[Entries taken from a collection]
..............................
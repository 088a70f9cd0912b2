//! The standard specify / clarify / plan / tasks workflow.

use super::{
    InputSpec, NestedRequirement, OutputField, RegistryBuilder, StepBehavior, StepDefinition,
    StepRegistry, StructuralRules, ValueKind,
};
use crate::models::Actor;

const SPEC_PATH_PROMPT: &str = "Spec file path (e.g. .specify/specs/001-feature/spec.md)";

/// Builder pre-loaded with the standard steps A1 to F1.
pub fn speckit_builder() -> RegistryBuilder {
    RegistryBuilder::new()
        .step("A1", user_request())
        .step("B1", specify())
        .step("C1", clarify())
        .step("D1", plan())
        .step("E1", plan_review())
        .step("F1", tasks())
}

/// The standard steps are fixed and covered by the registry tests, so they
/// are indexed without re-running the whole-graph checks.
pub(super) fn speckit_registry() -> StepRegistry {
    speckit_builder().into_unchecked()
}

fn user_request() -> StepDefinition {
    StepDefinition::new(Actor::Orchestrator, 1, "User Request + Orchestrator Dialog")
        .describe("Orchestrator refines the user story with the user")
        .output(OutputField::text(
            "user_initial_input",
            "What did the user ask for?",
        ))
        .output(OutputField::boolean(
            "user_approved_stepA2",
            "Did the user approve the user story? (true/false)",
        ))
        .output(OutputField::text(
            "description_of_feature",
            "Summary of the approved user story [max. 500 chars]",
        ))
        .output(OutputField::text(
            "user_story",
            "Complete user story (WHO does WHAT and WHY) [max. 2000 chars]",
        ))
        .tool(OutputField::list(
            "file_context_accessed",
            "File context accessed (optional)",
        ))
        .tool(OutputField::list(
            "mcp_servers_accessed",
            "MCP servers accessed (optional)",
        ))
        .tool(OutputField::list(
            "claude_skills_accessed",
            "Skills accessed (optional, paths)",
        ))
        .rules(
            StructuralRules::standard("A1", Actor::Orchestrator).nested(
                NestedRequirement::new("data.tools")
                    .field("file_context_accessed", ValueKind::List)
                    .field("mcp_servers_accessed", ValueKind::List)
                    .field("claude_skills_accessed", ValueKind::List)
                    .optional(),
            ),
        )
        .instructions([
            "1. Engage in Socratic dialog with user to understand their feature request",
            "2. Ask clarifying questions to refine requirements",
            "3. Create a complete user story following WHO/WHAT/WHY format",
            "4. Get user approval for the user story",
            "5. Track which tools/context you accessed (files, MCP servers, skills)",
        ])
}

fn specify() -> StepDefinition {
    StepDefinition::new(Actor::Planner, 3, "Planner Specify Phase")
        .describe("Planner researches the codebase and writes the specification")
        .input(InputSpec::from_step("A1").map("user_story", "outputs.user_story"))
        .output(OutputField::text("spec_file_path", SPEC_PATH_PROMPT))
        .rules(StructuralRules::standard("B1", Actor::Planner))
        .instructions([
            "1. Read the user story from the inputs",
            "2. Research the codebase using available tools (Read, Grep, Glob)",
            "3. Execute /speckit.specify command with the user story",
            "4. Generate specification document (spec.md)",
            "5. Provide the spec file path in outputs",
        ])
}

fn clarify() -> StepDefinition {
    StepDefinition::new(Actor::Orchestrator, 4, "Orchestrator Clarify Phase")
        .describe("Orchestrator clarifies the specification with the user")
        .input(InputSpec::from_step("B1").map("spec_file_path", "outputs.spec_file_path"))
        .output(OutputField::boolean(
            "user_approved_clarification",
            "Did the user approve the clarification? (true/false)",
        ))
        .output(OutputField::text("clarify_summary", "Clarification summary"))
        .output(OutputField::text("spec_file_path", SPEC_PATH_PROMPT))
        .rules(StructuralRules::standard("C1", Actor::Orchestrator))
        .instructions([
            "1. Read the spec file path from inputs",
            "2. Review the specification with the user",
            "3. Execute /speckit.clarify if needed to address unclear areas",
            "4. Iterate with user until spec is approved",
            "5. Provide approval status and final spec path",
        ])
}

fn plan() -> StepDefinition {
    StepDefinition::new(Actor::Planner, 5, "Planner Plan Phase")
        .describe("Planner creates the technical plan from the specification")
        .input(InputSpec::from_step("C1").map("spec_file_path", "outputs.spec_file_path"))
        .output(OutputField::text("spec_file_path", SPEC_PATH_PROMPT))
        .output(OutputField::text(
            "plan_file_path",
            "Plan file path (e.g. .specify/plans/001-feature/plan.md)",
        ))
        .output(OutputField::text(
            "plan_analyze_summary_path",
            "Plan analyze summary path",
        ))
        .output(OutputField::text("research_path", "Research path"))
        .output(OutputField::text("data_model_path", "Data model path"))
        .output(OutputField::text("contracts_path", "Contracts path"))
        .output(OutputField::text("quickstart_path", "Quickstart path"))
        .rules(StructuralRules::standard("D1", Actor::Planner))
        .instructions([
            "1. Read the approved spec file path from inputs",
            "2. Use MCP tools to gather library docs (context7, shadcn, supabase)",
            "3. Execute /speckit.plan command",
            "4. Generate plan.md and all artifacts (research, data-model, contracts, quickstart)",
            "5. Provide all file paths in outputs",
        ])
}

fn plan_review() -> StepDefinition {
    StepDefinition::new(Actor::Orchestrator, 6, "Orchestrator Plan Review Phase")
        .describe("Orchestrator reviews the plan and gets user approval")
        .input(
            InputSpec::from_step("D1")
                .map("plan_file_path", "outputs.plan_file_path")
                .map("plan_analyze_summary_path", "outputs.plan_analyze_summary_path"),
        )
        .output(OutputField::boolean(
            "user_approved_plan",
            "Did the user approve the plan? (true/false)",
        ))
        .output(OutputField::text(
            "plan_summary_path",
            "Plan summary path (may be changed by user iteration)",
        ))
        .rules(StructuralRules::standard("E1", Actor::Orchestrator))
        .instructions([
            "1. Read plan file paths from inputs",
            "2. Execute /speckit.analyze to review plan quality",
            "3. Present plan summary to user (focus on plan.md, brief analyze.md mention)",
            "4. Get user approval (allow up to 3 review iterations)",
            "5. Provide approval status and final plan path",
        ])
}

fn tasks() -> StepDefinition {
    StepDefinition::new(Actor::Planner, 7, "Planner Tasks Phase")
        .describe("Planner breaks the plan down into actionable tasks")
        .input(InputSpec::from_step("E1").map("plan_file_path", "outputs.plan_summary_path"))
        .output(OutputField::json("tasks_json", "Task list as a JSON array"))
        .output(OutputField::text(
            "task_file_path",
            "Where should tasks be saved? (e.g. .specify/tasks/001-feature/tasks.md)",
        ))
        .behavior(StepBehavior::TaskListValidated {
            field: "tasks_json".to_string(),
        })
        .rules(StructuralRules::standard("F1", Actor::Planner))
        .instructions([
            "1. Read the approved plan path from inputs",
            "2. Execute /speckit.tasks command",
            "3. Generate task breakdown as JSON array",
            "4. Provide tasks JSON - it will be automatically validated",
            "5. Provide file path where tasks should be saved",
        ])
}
..............................
### REQUIRED ACTION
Copy each line of the data above that holds "codebase".

### SOLUTION FOR THIS TASK
        .describe("Planner researches the codebase and writes the specification")
            "2. Research the codebase using available tools (Read, Grep, Glob)",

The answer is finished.